Stingo gradually reveals Sophie’s past to the reader as she reveals it to him: the anti-Semitism of her father in Kraków, her refusal to aid the Polish underground movement during World War II, her own incarceration in Auschwitz for attempting to smuggle meat into the city for her mother. Sophie’s own story, which Stingo only has in portions, is supplemented by Stingo’s own, later, research into the Holocaust. Particularly Sophie recounts her experiences working as a typist in the home of Rudolph Höss, designer and commander of Auschwitz. Sophie attempts to seduce Höss in order to have her son, also confined in the camp, transferred under the Lebensborn plan, which would allow him to be raised as a German child. When Sophie fails, she is returned to the camp, where she nearly dies from malnutrition before her liberation; she never learns the fate of her son.

Sophie also tells of Nathan’s past attempt to make a suicide pact, as his present-day behavior becomes increasingly erratic. Answering a summons from Nathan’s brother Larry, Stingo discovers that Nathan is not at all a research scientist, but rather a repeatedly-institutionalized paranoid schizophrenic. When Nathan’s jealous imaginings seize on Stingo, Stingo and Sophie flee to an old farm of Stingo’s family in Virginia. En route, Stingo proposes marriage, and learns Sophie’s last secret: upon entering the camp, a sadistic doctor ordered Sophie to choose between her 4-year-old daughter, Eva, and her 10-year-old son, Jan. With only seconds to decide, she chooses her son to live, leaving her with a guilt that she will never defeat.

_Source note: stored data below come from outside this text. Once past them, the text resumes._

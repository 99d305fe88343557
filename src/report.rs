//! Long-format polars frames built from a [`PlanReport`].
//!
//! Every frame uses the column names in [`crate::schema`]. Months and weeks
//! are printed one-based.

use std::fs::File;
use std::path::Path;

use polars::prelude::*;
use tracing::info;

use crate::error::PlanError;
use crate::pipeline::PlanReport;
use crate::schema::{flow, futures, keys, market, orders, routes, shipment, summary};
use crate::types::{Origin, MONTHS, WEEKS};

#[derive(Debug, Clone)]
pub struct ReportFrames {
    pub orders: DataFrame,
    pub futures: DataFrame,
    pub distances: DataFrame,
    pub shipments: DataFrame,
    pub markets: DataFrame,
    pub flows: Option<DataFrame>,
    pub summary: DataFrame,
}

impl ReportFrames {
    pub fn build(report: &PlanReport) -> Result<Self, PlanError> {
        let orders = orders_frame(report)?;
        let shipments = shipments_frame(report)?;
        let summary = origin_summary(&orders, &shipments)?;
        Ok(Self {
            orders,
            futures: futures_frame(report)?,
            distances: distances_frame(report)?,
            shipments,
            markets: markets_frame(report)?,
            flows: flows_frame(report)?,
            summary,
        })
    }

    /// Frames keyed by the file stem they are written under.
    pub fn named(&self) -> Vec<(&'static str, &DataFrame)> {
        let mut frames = vec![
            ("orders", &self.orders),
            ("futures", &self.futures),
            ("distances", &self.distances),
            ("shipments", &self.shipments),
            ("markets", &self.markets),
            ("summary", &self.summary),
        ];
        if let Some(flows) = &self.flows {
            frames.push(("flows", flows));
        }
        frames
    }

    /// Write every frame as `<dir>/<name>.csv` with a header row.
    pub fn write_csv<P: AsRef<Path>>(&self, dir: P) -> Result<(), PlanError> {
        std::fs::create_dir_all(dir.as_ref())?;
        for (name, frame) in self.named() {
            let path = dir.as_ref().join(format!("{name}.csv"));
            let mut file = File::create(&path)?;
            let mut frame = frame.clone();
            CsvWriter::new(&mut file).include_header(true).finish(&mut frame)?;
        }
        info!(dir = %dir.as_ref().display(), "wrote report frames");
        Ok(())
    }
}

fn origin_codes(n: usize, origin: Origin, into: &mut Vec<String>) {
    into.extend(std::iter::repeat(origin.code().to_string()).take(n));
}

/// One row per origin, month and week.
fn orders_frame(report: &PlanReport) -> Result<DataFrame, PlanError> {
    let rows = Origin::ALL.len() * MONTHS * WEEKS;
    let mut origin_col = Vec::with_capacity(rows);
    let mut month_col = Vec::with_capacity(rows);
    let mut week_col = Vec::with_capacity(rows);
    let mut price_col = Vec::with_capacity(rows);
    let mut qty_col = Vec::with_capacity(rows);
    let mut cost_col = Vec::with_capacity(rows);
    let mut shipped_col = Vec::with_capacity(rows);

    for origin in Origin::ALL {
        origin_codes(MONTHS * WEEKS, origin, &mut origin_col);
        for month in 0..MONTHS {
            for week in 0..WEEKS {
                month_col.push(month as u32 + 1);
                week_col.push(week as u32 + 1);
                price_col.push(report.prices[origin][month]);
                qty_col.push(report.orders[origin][month][week]);
                cost_col.push(report.order_costs[origin][month][week]);
                shipped_col.push(report.shipped_volumes[origin][month][week]);
            }
        }
    }

    let df = DataFrame::new(vec![
        Column::new(keys::ORIGIN.into(), &origin_col),
        Column::new(keys::MONTH.into(), &month_col),
        Column::new(keys::WEEK.into(), &week_col),
        Column::new(orders::PRICE.into(), &price_col),
        Column::new(orders::ORDER_QTY.into(), &qty_col),
        Column::new(orders::ORDER_COST.into(), &cost_col),
        Column::new(orders::SHIPPED_QTY.into(), &shipped_col),
    ])?;
    Ok(df)
}

fn futures_frame(report: &PlanReport) -> Result<DataFrame, PlanError> {
    let mut contract_col = Vec::new();
    let mut month_col = Vec::new();
    let mut qty_col = Vec::new();
    for (kind, monthly) in &report.futures.arrivals {
        for (month, qty) in monthly.iter().enumerate() {
            contract_col.push(kind.as_str().to_string());
            month_col.push(month as u32 + 1);
            qty_col.push(*qty);
        }
    }
    let df = DataFrame::new(vec![
        Column::new(futures::CONTRACT.into(), &contract_col),
        Column::new(keys::MONTH.into(), &month_col),
        Column::new(futures::ARRIVAL_QTY.into(), &qty_col),
    ])?;
    Ok(df)
}

fn distances_frame(report: &PlanReport) -> Result<DataFrame, PlanError> {
    let routes_iter = || report.distances.iter();
    let origins: Vec<String> = routes_iter().map(|r| r.origin.code().to_string()).collect();
    let facilities: Vec<String> = routes_iter().map(|r| r.facility.clone()).collect();
    let kinds: Vec<String> = routes_iter().map(|r| r.kind.as_str().to_string()).collect();
    let distances: Vec<f64> = routes_iter().map(|r| r.distance).collect();
    let df = DataFrame::new(vec![
        Column::new(keys::ORIGIN.into(), &origins),
        Column::new(keys::FACILITY.into(), &facilities),
        Column::new(keys::FACILITY_KIND.into(), &kinds),
        Column::new(routes::DISTANCE.into(), &distances),
    ])?;
    Ok(df)
}

/// One row per leg and week.
fn shipments_frame(report: &PlanReport) -> Result<DataFrame, PlanError> {
    let rows = report.shipments.len() * WEEKS;
    let mut origin_col = Vec::with_capacity(rows);
    let mut facility_col = Vec::with_capacity(rows);
    let mut month_col = Vec::with_capacity(rows);
    let mut week_col = Vec::with_capacity(rows);
    let mut qty_col = Vec::with_capacity(rows);
    let mut cost_col = Vec::with_capacity(rows);

    for leg in &report.shipments {
        origin_codes(WEEKS, leg.origin, &mut origin_col);
        for week in 0..WEEKS {
            facility_col.push(leg.facility.clone());
            month_col.push(leg.month as u32 + 1);
            week_col.push(week as u32 + 1);
            qty_col.push(leg.quantity[week]);
            cost_col.push(leg.cost[week]);
        }
    }

    let df = DataFrame::new(vec![
        Column::new(keys::ORIGIN.into(), &origin_col),
        Column::new(keys::FACILITY.into(), &facility_col),
        Column::new(keys::MONTH.into(), &month_col),
        Column::new(keys::WEEK.into(), &week_col),
        Column::new(shipment::QUANTITY.into(), &qty_col),
        Column::new(shipment::SHIPPING_COST.into(), &cost_col),
    ])?;
    Ok(df)
}

fn markets_frame(report: &PlanReport) -> Result<DataFrame, PlanError> {
    let names: Vec<String> = report.markets.iter().map(|m| m.market.clone()).collect();
    let storages: Vec<String> = report.markets.iter().map(|m| m.storage.clone()).collect();
    let distances: Vec<f64> = report.markets.iter().map(|m| m.distance).collect();
    let costs: Vec<f64> = report.markets.iter().map(|m| m.cost).collect();
    let df = DataFrame::new(vec![
        Column::new(market::MARKET.into(), &names),
        Column::new(market::STORAGE.into(), &storages),
        Column::new(market::DISTANCE.into(), &distances),
        Column::new(market::SHIPPING_COST.into(), &costs),
    ])?;
    Ok(df)
}

/// Non-zero flows of the optimal solution, dummy sink included.
fn flows_frame(report: &PlanReport) -> Result<Option<DataFrame>, PlanError> {
    let Some(plan) = &report.flow else {
        return Ok(None);
    };
    let mut source_col = Vec::new();
    let mut sink_col = Vec::new();
    let mut unit_col = Vec::new();
    let mut flow_col = Vec::new();
    let mut cost_col = Vec::new();
    for (i, source) in plan.problem.sources().iter().enumerate() {
        for (j, sink) in plan.problem.sinks().iter().enumerate() {
            let qty = plan.solution.flows[i][j];
            if qty == 0 {
                continue;
            }
            let unit = plan.problem.cost(i, j);
            source_col.push(source.name.clone());
            sink_col.push(sink.name.clone());
            unit_col.push(unit);
            flow_col.push(qty);
            cost_col.push(unit * qty as f64);
        }
    }
    let df = DataFrame::new(vec![
        Column::new(flow::SOURCE.into(), &source_col),
        Column::new(flow::SINK.into(), &sink_col),
        Column::new(flow::UNIT_COST.into(), &unit_col),
        Column::new(flow::FLOW.into(), &flow_col),
        Column::new(flow::FLOW_COST.into(), &cost_col),
    ])?;
    Ok(Some(df))
}

/// Per-origin totals of ordered volume, order cost and shipping cost.
fn origin_summary(orders_df: &DataFrame, shipments_df: &DataFrame) -> Result<DataFrame, PlanError> {
    let order_totals = orders_df.clone().lazy().group_by_stable([col(keys::ORIGIN)]).agg([
        col(orders::ORDER_QTY).sum().alias(summary::TOTAL_ORDER_QTY),
        col(orders::ORDER_COST).sum().alias(summary::TOTAL_ORDER_COST),
    ]);
    let shipping_totals = shipments_df
        .clone()
        .lazy()
        .group_by_stable([col(keys::ORIGIN)])
        .agg([col(shipment::SHIPPING_COST).sum().alias(summary::TOTAL_SHIPPING_COST)]);

    let df = order_totals
        .left_join(shipping_totals, col(keys::ORIGIN), col(keys::ORIGIN))
        .with_column(col(summary::TOTAL_SHIPPING_COST).fill_null(lit(0.0)))
        .collect()?;
    Ok(df)
}

#[cfg(test)]
mod tests {
    use super::*;
    use crate::futures::{ContractKind, FuturesSchedule};
    use crate::market::MarketAssignment;
    use crate::network::RouteDistance;
    use crate::shipment::ShipmentLeg;
    use crate::types::{FacilityKind, OriginTable, ZERO_MONTHLY, ZERO_WEEKLY};

    fn report() -> PlanReport {
        let orders = OriginTable::from_fn(|origin| {
            if origin == Origin::Texas {
                [[2.0; WEEKS]; MONTHS]
            } else {
                ZERO_WEEKLY
            }
        });
        PlanReport {
            prices: OriginTable::from_fn(|_| [1.5; MONTHS]),
            order_costs: orders.map(|_, w| w.map(|week| week.map(|q| q * 3000.0))),
            shipped_volumes: orders.clone(),
            orders,
            futures: FuturesSchedule {
                arrivals: vec![(ContractKind::Fruit, ZERO_MONTHLY)],
            },
            distances: vec![RouteDistance {
                origin: Origin::Texas,
                facility: "P01".to_string(),
                kind: FacilityKind::Plant,
                distance: 100.0,
            }],
            shipments: vec![ShipmentLeg {
                origin: Origin::Texas,
                facility: "P01".to_string(),
                month: 0,
                quantity: [2.0; WEEKS],
                cost: [44.0; WEEKS],
            }],
            markets: vec![MarketAssignment {
                market: "M1".to_string(),
                storage: "S01".to_string(),
                distance: 10.0,
                cost: 12.0,
            }],
            flow: None,
        }
    }

    #[test]
    fn orders_frame_is_long_format() {
        let frames = ReportFrames::build(&report()).unwrap();
        assert_eq!(frames.orders.height(), Origin::ALL.len() * MONTHS * WEEKS);
        assert_eq!(frames.futures.height(), MONTHS);
        assert_eq!(frames.shipments.height(), WEEKS);
        assert!(frames.flows.is_none());
        assert_eq!(frames.named().len(), 6);
    }

    #[test]
    fn summary_totals_by_origin() {
        let frames = ReportFrames::build(&report()).unwrap();
        let totals = &frames.summary;
        assert_eq!(totals.height(), Origin::ALL.len());

        let origins = totals.column(keys::ORIGIN).unwrap().str().unwrap();
        let qty = totals.column(summary::TOTAL_ORDER_QTY).unwrap().f64().unwrap();
        let shipping = totals.column(summary::TOTAL_SHIPPING_COST).unwrap().f64().unwrap();
        let texas = (0..totals.height())
            .find(|&i| origins.get(i) == Some("TEX"))
            .unwrap();
        assert_eq!(qty.get(texas), Some(2.0 * (MONTHS * WEEKS) as f64));
        assert_eq!(shipping.get(texas), Some(176.0));
        assert_eq!(shipping.get((texas + 1) % totals.height()), Some(0.0));
    }

    #[test]
    fn writes_one_csv_per_frame() {
        let dir = tempfile::tempdir().unwrap();
        ReportFrames::build(&report()).unwrap().write_csv(dir.path()).unwrap();
        for name in ["orders", "futures", "distances", "shipments", "markets", "summary"] {
            assert!(dir.path().join(format!("{name}.csv")).exists(), "{name}.csv missing");
        }
        let text = std::fs::read_to_string(dir.path().join("markets.csv")).unwrap();
        assert!(text.starts_with("market,storage,distance,shipping_cost"));
    }
}
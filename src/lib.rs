//! Seasonal citrus procurement planning.
//!
//! Derives currency-adjusted prices, tiered and capacity-capped weekly
//! orders, futures arrivals, grove → facility shipments and market
//! assignments from a set of positional input tables, and solves the
//! grove → plant transportation problem exactly.

pub mod config;
pub mod error;
pub mod futures;
pub mod market;
pub mod network;
pub mod orders;
pub mod pipeline;
pub mod pricing;
pub mod report;
pub mod schema;
pub mod shipment;
pub mod source;
pub mod transport;
pub mod types;

#[cfg(feature = "python")]
mod python;

pub use config::PlanConfig;
pub use error::PlanError;
pub use pipeline::{run_plan, run_plan_cancellable, PlanReport};
pub use report::ReportFrames;
pub use source::{FrameSource, TableSource};
pub use transport::{CancelToken, FlowOutcome, FlowProblem, SolveOptions, SolveStatus};
pub use types::{Origin, OriginTable};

Stingo proposes marriage, and the pair share a single night of passionate sex before Sophie disappears. After hurrying back to New York behind her, Stingo finds Sophie and Nathan dead in Sophie’s apartment, having swallowed cyanide capsules. Despite his devastation at the discovery, the novel closes with Stingo awaking on a beach and observing that it is morning, suggesting a remaining optimism.

Style

Sophie’s Choice is a realistic first person novel. The story is ostensibly told by a much older Stingo, now a successful novelist, remembering this tragic event of his youth. The older Stingo digresses at length on his attitudes as a youth (occasionally including his journal entries, particularly after sexual experiences) as well as the broader issues of the American South and the Holocaust.

Themes

One of the most important parallels in Sophie’s Choice, as Stingo explicitly points out, is the similarities between the worst abuses of the American South—both its slave-holding past and the lynchings of the book’s present—and Polish anti-Semitism. Just as Sophie is left conflicted by her family’s own dealings with Poland’s Jews, Stingo analyzes his own culpability in his family’s slave-holding past, eventually deciding to write a book about Nat Turner—an obvious parallel to Styron’s own controversial novel The Confessions of Nat Turner.

Similarly, by placing a non-Jewish character at the center of an Auschwitz story, Styron suggests the universality of the suffering under the Third Reich. Though several characters, including Stingo, discuss in detail how the Jewish people suffered far worse than any others, Stingo also describes Hitler’s attempts to eliminate the Russian and particularly the Polish people of Europe, making a case that the Holocaust cannot be understood as an exclusively Jewish tragedy. In contrast, Nathan, whose paranoid condition makes him particularly sensitive about his ethnicity, is the novel’s prime spokesman for this exclusivity; his inability to deal with Sophie’s possible complicity in the Holocaust leads to both of their destructions.

Film

The 1982 film adaptation of the same name was directed by Alan J. Pakula, who also wrote the screenplay. Sophie was played by Meryl Streep, Nathan by Kevin Kline. Meryl Streep won the Academy Award for Best Actress for her performance, and the film was nominated in four other categories.